◆ EXERCISE DESCRIPTION
Would you filter these records and copy every line that has the word "Option"?

◆ SUPPLIED MATERIAL
........

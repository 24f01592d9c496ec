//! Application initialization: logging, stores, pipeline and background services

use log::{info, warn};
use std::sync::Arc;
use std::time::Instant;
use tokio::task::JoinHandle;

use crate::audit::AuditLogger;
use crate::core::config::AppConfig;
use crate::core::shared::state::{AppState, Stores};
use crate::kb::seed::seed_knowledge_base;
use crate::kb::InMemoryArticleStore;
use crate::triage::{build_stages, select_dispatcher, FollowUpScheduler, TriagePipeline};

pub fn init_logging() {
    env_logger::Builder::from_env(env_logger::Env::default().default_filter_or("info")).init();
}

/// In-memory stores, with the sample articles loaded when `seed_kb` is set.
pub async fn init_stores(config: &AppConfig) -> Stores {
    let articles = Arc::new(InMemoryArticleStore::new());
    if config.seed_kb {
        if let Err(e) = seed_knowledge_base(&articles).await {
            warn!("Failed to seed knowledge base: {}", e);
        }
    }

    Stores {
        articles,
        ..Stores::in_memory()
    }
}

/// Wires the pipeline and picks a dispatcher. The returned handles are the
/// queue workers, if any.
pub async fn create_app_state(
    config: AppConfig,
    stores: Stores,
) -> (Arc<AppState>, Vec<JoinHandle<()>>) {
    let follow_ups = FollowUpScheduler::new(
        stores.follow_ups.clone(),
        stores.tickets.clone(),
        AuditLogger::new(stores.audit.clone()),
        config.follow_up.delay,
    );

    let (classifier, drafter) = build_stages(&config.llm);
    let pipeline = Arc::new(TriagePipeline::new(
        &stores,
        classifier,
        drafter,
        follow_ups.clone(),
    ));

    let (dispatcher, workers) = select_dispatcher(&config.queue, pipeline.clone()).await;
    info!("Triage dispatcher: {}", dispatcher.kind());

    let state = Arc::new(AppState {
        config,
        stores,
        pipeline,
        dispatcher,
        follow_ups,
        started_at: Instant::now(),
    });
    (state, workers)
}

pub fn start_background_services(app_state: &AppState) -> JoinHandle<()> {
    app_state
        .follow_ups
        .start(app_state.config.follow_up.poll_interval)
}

........

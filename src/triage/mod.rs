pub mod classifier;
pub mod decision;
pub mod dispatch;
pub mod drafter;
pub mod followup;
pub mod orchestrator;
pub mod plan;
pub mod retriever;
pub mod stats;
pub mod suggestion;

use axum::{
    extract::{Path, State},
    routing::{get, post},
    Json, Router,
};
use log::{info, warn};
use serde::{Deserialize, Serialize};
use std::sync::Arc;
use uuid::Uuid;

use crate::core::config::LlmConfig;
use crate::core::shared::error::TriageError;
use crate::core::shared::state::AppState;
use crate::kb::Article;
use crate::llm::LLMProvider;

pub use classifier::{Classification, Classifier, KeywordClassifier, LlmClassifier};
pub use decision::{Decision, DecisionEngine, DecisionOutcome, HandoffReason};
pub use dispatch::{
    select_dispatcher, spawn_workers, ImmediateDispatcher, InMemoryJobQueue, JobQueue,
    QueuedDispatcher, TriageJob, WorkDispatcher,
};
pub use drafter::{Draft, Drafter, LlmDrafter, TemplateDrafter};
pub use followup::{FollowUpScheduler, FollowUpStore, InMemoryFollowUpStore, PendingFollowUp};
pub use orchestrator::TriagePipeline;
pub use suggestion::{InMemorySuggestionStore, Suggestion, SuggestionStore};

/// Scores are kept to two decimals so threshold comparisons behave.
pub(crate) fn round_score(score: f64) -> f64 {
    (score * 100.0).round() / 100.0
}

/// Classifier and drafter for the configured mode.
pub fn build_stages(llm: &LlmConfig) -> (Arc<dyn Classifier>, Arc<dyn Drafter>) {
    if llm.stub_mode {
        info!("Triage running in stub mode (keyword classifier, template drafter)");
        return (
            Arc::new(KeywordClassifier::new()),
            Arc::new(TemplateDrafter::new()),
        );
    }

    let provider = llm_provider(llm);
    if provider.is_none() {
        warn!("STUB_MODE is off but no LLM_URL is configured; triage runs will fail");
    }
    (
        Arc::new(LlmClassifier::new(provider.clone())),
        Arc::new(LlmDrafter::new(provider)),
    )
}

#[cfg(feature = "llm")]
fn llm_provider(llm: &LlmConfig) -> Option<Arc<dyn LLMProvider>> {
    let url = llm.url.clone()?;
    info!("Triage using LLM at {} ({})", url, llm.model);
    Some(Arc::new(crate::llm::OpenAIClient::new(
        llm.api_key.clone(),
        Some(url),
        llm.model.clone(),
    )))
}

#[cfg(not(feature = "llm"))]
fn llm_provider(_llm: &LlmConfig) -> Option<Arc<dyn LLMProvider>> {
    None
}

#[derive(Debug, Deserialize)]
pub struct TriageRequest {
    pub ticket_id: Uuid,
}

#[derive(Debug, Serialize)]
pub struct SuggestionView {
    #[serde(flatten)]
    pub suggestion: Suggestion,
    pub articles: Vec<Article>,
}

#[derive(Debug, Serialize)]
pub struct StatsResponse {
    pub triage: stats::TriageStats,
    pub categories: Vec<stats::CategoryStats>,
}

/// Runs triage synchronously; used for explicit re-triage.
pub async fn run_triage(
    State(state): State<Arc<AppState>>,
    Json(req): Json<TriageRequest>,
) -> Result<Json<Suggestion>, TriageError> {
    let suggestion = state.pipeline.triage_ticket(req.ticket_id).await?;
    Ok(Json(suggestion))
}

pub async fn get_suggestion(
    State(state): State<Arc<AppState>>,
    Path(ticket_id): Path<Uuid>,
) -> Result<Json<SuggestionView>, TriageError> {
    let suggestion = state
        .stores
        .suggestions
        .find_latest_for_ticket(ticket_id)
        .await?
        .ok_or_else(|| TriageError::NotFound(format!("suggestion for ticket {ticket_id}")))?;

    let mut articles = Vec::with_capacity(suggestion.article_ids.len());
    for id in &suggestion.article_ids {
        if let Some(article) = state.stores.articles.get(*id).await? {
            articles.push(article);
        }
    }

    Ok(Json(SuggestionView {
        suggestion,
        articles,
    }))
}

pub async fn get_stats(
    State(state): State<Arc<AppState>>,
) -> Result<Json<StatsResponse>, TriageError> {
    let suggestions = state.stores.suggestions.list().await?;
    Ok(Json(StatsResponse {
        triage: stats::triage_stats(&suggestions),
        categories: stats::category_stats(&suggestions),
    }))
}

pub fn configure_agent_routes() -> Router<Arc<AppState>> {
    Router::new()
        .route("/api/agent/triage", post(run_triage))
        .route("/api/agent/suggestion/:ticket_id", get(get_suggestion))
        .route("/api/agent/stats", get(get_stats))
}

........

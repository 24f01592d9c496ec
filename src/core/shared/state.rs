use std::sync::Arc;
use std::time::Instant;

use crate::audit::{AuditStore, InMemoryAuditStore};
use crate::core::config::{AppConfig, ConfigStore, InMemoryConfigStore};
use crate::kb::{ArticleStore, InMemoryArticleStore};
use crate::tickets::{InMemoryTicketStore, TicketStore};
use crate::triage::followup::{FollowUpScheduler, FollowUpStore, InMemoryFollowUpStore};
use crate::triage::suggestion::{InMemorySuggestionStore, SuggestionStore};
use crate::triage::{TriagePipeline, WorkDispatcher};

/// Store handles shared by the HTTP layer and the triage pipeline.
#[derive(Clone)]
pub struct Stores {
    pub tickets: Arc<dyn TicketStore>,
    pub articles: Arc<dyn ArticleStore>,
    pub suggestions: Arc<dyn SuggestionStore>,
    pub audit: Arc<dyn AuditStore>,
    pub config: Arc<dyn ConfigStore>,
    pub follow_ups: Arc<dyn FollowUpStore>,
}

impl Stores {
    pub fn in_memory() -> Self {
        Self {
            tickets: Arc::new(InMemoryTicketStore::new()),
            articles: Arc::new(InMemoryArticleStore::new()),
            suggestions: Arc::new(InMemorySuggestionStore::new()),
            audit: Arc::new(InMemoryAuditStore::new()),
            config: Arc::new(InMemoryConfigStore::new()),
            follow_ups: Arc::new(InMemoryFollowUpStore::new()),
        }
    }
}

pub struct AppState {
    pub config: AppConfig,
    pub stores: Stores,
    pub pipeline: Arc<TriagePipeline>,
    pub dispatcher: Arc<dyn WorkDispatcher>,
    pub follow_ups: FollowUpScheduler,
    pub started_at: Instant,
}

........

◆ ANSWER TO THIS PROBLEM
fn llm_provider(llm: &LlmConfig) -> Option<Arc<dyn LLMProvider>> {
fn llm_provider(_llm: &LlmConfig) -> Option<Arc<dyn LLMProvider>> {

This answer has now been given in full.